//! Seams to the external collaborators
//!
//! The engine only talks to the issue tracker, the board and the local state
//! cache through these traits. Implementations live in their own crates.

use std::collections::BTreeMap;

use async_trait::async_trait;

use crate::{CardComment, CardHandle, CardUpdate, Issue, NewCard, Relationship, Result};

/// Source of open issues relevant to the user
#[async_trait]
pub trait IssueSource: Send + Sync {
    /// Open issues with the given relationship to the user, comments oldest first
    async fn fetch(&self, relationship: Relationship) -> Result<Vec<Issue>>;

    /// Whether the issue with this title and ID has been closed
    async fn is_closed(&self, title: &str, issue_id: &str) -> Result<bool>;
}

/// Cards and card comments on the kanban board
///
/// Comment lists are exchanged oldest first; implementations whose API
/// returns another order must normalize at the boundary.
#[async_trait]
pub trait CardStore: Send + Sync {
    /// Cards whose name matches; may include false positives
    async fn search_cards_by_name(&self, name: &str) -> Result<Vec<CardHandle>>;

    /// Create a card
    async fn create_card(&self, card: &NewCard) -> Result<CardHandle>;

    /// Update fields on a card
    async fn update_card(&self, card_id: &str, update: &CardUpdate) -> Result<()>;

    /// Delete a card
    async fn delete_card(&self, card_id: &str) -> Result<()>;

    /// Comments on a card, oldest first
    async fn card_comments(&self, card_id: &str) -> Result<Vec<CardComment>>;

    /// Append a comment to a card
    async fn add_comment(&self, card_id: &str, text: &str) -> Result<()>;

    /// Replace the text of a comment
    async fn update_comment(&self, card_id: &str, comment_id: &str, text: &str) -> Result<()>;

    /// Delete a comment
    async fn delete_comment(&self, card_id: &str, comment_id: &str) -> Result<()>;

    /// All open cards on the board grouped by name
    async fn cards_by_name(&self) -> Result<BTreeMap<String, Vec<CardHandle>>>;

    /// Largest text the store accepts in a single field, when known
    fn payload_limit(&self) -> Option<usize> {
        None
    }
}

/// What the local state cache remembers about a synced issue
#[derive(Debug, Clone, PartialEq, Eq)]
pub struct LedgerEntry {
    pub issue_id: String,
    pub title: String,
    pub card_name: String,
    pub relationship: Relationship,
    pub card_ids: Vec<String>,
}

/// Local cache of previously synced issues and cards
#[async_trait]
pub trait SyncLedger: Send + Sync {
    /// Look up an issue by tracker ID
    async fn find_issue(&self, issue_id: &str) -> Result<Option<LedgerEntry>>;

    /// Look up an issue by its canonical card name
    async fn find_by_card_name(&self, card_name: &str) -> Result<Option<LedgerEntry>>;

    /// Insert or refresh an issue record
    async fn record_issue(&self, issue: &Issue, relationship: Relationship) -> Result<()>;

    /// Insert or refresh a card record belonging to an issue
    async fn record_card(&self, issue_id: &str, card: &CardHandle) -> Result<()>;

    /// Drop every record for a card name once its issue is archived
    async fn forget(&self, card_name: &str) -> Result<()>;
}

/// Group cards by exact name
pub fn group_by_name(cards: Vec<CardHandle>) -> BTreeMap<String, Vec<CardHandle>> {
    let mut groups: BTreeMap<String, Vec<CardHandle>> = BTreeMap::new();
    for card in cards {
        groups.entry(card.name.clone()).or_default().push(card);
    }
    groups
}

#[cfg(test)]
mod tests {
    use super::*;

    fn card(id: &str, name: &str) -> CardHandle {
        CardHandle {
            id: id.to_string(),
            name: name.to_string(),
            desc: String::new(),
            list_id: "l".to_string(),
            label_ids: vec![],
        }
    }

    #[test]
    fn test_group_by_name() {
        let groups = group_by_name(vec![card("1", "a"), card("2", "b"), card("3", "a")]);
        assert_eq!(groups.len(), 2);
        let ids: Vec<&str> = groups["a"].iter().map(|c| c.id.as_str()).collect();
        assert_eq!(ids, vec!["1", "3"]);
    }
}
■ ■ ■ ■ ■ ■ ■
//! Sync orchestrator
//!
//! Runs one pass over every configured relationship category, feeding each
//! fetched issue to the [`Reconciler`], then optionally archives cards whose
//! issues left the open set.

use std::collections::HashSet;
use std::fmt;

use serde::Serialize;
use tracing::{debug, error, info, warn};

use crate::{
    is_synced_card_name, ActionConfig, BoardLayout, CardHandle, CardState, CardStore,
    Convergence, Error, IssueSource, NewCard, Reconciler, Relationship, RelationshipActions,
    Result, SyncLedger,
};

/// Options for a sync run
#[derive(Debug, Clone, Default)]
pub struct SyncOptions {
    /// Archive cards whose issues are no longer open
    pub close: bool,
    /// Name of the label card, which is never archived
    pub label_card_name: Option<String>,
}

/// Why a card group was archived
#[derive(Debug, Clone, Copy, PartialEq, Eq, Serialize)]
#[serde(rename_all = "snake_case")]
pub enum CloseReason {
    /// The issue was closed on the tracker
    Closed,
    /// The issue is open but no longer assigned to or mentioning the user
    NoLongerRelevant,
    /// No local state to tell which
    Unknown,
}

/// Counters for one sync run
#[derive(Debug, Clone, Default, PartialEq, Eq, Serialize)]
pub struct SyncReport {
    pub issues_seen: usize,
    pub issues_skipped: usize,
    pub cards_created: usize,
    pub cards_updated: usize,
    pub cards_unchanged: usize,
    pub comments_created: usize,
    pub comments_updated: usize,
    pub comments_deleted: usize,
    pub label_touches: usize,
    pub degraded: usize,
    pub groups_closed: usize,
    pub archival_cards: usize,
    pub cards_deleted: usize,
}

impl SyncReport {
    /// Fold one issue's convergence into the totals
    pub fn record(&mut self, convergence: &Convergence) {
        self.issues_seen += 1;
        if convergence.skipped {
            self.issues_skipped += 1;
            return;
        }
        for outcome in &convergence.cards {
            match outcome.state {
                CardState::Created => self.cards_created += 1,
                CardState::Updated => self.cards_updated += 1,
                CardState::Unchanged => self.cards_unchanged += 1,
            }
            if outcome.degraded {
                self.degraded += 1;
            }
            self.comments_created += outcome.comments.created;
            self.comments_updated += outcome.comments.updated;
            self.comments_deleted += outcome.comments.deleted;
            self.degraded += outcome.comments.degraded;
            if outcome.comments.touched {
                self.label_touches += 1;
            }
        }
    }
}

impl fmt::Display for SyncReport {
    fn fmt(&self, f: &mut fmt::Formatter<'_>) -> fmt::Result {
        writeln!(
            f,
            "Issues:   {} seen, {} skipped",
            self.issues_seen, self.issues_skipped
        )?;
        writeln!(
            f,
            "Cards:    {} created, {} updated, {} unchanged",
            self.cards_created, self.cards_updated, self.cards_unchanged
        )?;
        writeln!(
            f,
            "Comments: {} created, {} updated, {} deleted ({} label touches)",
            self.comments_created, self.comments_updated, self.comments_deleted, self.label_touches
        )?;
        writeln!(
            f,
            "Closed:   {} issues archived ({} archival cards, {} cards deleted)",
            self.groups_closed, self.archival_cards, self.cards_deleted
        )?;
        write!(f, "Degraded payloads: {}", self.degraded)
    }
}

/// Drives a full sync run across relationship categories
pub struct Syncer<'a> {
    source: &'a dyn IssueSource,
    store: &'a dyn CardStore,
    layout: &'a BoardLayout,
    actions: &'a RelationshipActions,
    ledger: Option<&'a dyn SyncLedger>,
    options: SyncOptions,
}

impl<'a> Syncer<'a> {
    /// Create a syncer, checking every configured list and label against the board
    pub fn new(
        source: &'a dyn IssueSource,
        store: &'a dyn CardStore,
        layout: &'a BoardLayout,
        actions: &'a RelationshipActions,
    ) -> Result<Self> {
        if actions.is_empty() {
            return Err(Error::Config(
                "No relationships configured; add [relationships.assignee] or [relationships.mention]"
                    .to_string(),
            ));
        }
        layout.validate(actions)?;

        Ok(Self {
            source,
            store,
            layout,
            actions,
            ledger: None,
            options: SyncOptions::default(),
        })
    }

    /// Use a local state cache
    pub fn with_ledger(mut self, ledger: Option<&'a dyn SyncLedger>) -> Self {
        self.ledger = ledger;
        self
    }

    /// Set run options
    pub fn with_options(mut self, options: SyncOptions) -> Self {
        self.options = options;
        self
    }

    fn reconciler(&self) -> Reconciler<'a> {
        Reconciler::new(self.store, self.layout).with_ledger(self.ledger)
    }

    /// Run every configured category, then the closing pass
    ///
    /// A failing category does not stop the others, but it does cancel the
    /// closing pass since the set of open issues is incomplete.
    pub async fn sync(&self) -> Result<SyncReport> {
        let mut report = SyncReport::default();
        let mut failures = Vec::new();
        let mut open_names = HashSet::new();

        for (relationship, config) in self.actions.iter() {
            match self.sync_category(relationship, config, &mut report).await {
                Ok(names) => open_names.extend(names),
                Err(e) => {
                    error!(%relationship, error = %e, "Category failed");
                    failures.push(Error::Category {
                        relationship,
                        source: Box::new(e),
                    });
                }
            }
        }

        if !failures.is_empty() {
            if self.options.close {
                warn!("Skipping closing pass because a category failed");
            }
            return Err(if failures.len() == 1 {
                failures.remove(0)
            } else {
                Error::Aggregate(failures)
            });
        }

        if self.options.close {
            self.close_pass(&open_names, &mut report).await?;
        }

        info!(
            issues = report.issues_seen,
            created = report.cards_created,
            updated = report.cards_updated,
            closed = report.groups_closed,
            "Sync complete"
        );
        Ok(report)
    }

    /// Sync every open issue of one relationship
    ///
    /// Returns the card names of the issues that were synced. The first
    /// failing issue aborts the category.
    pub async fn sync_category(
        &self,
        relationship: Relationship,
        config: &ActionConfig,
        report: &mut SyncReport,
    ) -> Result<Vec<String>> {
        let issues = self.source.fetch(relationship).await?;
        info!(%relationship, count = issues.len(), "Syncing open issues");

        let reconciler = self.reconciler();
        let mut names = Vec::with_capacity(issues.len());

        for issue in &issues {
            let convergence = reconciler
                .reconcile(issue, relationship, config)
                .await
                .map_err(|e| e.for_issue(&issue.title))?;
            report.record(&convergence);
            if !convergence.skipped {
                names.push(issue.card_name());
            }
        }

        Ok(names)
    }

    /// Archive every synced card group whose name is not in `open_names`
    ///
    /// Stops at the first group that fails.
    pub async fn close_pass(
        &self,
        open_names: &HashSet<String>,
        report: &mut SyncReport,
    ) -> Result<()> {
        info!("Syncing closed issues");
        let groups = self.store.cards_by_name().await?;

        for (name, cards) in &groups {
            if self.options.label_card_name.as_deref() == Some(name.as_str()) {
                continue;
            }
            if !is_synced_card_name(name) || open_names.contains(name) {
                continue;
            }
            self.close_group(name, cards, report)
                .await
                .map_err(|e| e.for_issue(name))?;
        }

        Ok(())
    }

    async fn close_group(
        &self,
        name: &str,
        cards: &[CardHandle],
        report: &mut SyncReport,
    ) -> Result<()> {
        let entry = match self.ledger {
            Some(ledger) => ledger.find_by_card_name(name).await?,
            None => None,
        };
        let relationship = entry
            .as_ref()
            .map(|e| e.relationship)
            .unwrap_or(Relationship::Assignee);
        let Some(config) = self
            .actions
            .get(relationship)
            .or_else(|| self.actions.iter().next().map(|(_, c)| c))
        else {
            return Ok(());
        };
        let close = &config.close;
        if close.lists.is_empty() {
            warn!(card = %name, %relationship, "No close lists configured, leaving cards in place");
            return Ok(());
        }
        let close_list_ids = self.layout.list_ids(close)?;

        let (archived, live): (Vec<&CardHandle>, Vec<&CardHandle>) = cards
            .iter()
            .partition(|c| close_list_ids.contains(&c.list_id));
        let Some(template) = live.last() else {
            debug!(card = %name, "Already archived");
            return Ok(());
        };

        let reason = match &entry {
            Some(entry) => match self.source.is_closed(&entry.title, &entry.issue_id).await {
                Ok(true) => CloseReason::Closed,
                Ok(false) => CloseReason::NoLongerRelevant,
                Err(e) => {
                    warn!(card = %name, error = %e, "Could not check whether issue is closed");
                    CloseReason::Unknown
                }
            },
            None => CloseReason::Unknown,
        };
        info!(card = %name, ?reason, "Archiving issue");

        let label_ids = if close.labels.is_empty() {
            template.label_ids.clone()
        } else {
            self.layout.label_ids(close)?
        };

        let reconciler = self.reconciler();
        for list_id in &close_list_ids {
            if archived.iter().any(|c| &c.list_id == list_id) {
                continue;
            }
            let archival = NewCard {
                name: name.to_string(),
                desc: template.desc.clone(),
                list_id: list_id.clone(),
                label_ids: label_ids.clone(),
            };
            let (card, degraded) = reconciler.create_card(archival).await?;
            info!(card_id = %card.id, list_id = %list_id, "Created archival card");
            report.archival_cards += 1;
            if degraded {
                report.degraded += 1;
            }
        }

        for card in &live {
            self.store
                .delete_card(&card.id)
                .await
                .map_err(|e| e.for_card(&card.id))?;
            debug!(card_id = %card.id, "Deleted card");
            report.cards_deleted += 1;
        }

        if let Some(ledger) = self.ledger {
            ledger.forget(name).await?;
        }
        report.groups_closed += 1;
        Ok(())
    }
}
■ ■ ■ ■ ■ ■ ■
Aim of the exercise ::
Give the count of lines in the records that contain "CardStore", and no other text.

Written response ::
4